Après cela, entre le 12 et le 31 octobre, les délais seront chiches et ses opposants n’auront pas le temps d’un aller-retour institutionnel entre les Communes et la Chambre des Lords pour signifier à l’UE une demande de nouveau délai aux fins de mettre au point une autre manière de la quitter que celle, brutale, du Brexit dur. Sans cette demande explicite de la part du Parlement britannique, c’est l’article 50 du traité de l’Union qui s’imposera : la Grande-Bretagne ayant signifié voilà deux ans l’ouverture de la procédure de vingt-quatre mois nécessaire à la notification de son retrait de l’UE, une fois le délai écoulé (il a déjà connu une prorogation exceptionnelle), le retrait deviendra automatique. Ce que Johnson entend risquer.

Un « scandale constitutionnel » ?

Philip Hammond, ancien ministre des Finances, conservateur comme Johnson, parle de « scandale constitutionnel ». Ce serait vrai s’il existait une constitution britannique. Mais tel n’est pas le cas. S’appliquent donc les règles habituelles. Parmi celles-ci, la suspension du Parlement, qui est coutumière en septembre, et dont la durée dépend du Premier ministre. Cette suspension est destinée à laisser aux partis le temps de ce que leurs homologues français nomment des ‘universités d’été’, c’est-à-dire des retrouvailles avant la rentrée parlementaire pour mettre au point, chacun de son côté, la hiérarchie des objectifs à atteindre et les stratégies à développer à cet effet.

Très habilement, BoJo a considérablement allongé le délai cette année. Les parlementaires crient au coup de force, et ils ont raison.
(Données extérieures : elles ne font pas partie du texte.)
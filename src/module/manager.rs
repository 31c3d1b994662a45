//! Module registration, dependency resolution and lifecycle.

use crate::config::Config;
use crate::error::ModuleError;
use crate::module::{HookContext, Module, ModuleCtx, Registry};
use serde_json::{Map, Value};
use std::collections::HashMap;
use std::sync::Arc;
use tracing::{debug, error, info};

/// Hook dispatched in reverse load order when the application stops.
pub const SHUTDOWN_HOOK: &str = "shutdown";

/// Owns the registered modules and drives their lifecycle.
pub struct ModuleManager {
    modules: Vec<Arc<dyn Module>>,
    index: HashMap<String, usize>,
    registry: Arc<Registry>,
    load_order: Vec<usize>,
}

impl std::fmt::Debug for ModuleManager {
    fn fmt(&self, f: &mut std::fmt::Formatter<'_>) -> std::fmt::Result {
        f.debug_struct("ModuleManager")
            .field(
                "modules",
                &self.modules.iter().map(|m| m.name()).collect::<Vec<_>>(),
            )
            .field("index", &self.index)
            .field("load_order", &self.load_order)
            .finish()
    }
}

impl Default for ModuleManager {
    fn default() -> Self {
        Self::new()
    }
}

impl ModuleManager {
    pub fn new() -> Self {
        Self {
            modules: Vec::new(),
            index: HashMap::new(),
            registry: Arc::new(Registry::new()),
            load_order: Vec::new(),
        }
    }

    pub fn registry(&self) -> Arc<Registry> {
        self.registry.clone()
    }

    /// Registers a module. Names are unique across the application.
    pub fn register(&mut self, module: Arc<dyn Module>) -> Result<&mut Self, ModuleError> {
        let name = module.name().to_string();
        if self.index.contains_key(&name) {
            return Err(ModuleError::Duplicate(name));
        }
        self.index.insert(name, self.modules.len());
        self.modules.push(module);
        Ok(self)
    }

    pub fn get(&self, name: &str) -> Option<Arc<dyn Module>> {
        self.index.get(name).map(|&i| self.modules[i].clone())
    }

    pub fn is_registered(&self, name: &str) -> bool {
        self.index.contains_key(name)
    }

    /// Module names in registration order.
    pub fn names(&self) -> Vec<&'static str> {
        self.modules.iter().map(|module| module.name()).collect()
    }

    /// Module names in resolved load order. Empty before [`load`] ran.
    ///
    /// [`load`]: ModuleManager::load
    pub fn load_order(&self) -> Vec<&'static str> {
        self.load_order
            .iter()
            .map(|&i| self.modules[i].name())
            .collect()
    }

    /// Runs the full lifecycle: dependency resolution, then every module's
    /// `initialize` in registration order, then `setup` in dependency
    /// order.
    pub async fn load(&mut self, config: Arc<Config>) -> Result<(), ModuleError> {
        let order = self.resolve_order()?;

        for module in &self.modules {
            let ctx = self.ctx_for(module.as_ref(), &config);
            debug!(module = module.name(), "initializing module");
            module.initialize(&ctx).await?;
        }

        for &i in &order {
            let module = &self.modules[i];
            let ctx = self.ctx_for(module.as_ref(), &config);
            debug!(module = module.name(), "setting up module");
            module.setup(&ctx).await?;
        }

        self.load_order = order;
        info!(
            modules = ?self.load_order(),
            "loaded {} module(s)",
            self.modules.len()
        );
        Ok(())
    }

    /// Dispatches a named hook sequentially across modules in load order.
    pub async fn run_hook(
        &self,
        hook: &str,
        ctx: &mut HookContext,
    ) -> Result<(), ModuleError> {
        debug!(hook, "running hook");
        for &i in &self.dispatch_order() {
            self.modules[i].on_hook(hook, ctx).await?;
        }
        Ok(())
    }

    /// Dispatches the shutdown hook in reverse load order. Best-effort:
    /// a failing module is logged and the remaining modules still run.
    pub async fn shutdown(&self) {
        let mut ctx = HookContext::new();
        for &i in self.dispatch_order().iter().rev() {
            let module = &self.modules[i];
            if let Err(e) = module.on_hook(SHUTDOWN_HOOK, &mut ctx).await {
                error!(module = module.name(), error = %e, "shutdown hook failed");
            }
        }
        info!("modules shut down");
    }

    fn dispatch_order(&self) -> Vec<usize> {
        if self.load_order.is_empty() {
            (0..self.modules.len()).collect()
        } else {
            self.load_order.clone()
        }
    }

    fn ctx_for(&self, module: &dyn Module, config: &Arc<Config>) -> ModuleCtx {
        let supplied = config
            .modules
            .get(module.name())
            .cloned()
            .unwrap_or(Value::Object(Map::new()));
        ModuleCtx {
            config: merge_values(module.default_config(), supplied),
            registry: self.registry.clone(),
            app_config: config.clone(),
        }
    }

    /// Depth-first topological sort over dependency edges.
    fn resolve_order(&self) -> Result<Vec<usize>, ModuleError> {
        #[derive(Clone, Copy, PartialEq)]
        enum Mark {
            Unvisited,
            Visiting,
            Done,
        }

        fn visit(
            idx: usize,
            modules: &[Arc<dyn Module>],
            index: &HashMap<String, usize>,
            marks: &mut [Mark],
            order: &mut Vec<usize>,
        ) -> Result<(), ModuleError> {
            match marks[idx] {
                Mark::Done => return Ok(()),
                Mark::Visiting => {
                    return Err(ModuleError::CircularDependency(
                        modules[idx].name().to_string(),
                    ))
                }
                Mark::Unvisited => {}
            }

            marks[idx] = Mark::Visiting;
            for dependency in modules[idx].dependencies() {
                let &dep_idx =
                    index
                        .get(dependency)
                        .ok_or_else(|| ModuleError::MissingDependency {
                            module: modules[idx].name().to_string(),
                            dependency: dependency.to_string(),
                        })?;
                visit(dep_idx, modules, index, marks, order)?;
            }
            marks[idx] = Mark::Done;
            order.push(idx);
            Ok(())
        }

        let mut marks = vec![Mark::Unvisited; self.modules.len()];
        let mut order = Vec::with_capacity(self.modules.len());
        for idx in 0..self.modules.len() {
            visit(idx, &self.modules, &self.index, &mut marks, &mut order)?;
        }
        Ok(order)
    }
}

/// Deep merge of JSON values: objects merge key-wise, a null overlay keeps
/// the base, anything else overrides.
fn merge_values(base: Value, overlay: Value) -> Value {
    match (base, overlay) {
        (Value::Object(mut base_map), Value::Object(overlay_map)) => {
            for (key, value) in overlay_map {
                let merged = match base_map.remove(&key) {
                    Some(existing) => merge_values(existing, value),
                    None => value,
                };
                base_map.insert(key, merged);
            }
            Value::Object(base_map)
        }
        (base, Value::Null) => base,
        (_, overlay) => overlay,
    }
}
Mais la procédure est légale ; ce qui accentue les effets secondaires du côté des opposants qui ne s’y attendaient pas. La pseudo rentrée parlementaire du mardi 10 septembre risque donc d’être fortement agitée, et écourtée à une journée seulement. Sauf si les opposants parviennent à s’entendre d’ici à mardi prochain pour mettre Johnson en minorité et provoquer, à terme, des élections générales. BoJo a parié sur l’inverse : les oppositions sont trop diverses dans leurs motifs pour parvenir à s’entendre, et des élections générales risquent de se retourner contre les travaillistes qui, pour l’heure, n’ont vraiment pas bonne presse et auraient tort de risquer une telle confrontation.

Dans son Coriolan, Shakespeare faisait dire à l’un des ses personnages : « Qui dépend de vos faveurs nage avec des nageoires de plomb. » En suspendant le Parlement, Bojo a lui aussi lancé du métal fondu en direction de ses opposants, qu’ils soient conservateurs ou travaillistes. Bénéficiera-t-il des effets attendus ? Une première réponse sera donnée mardi prochain.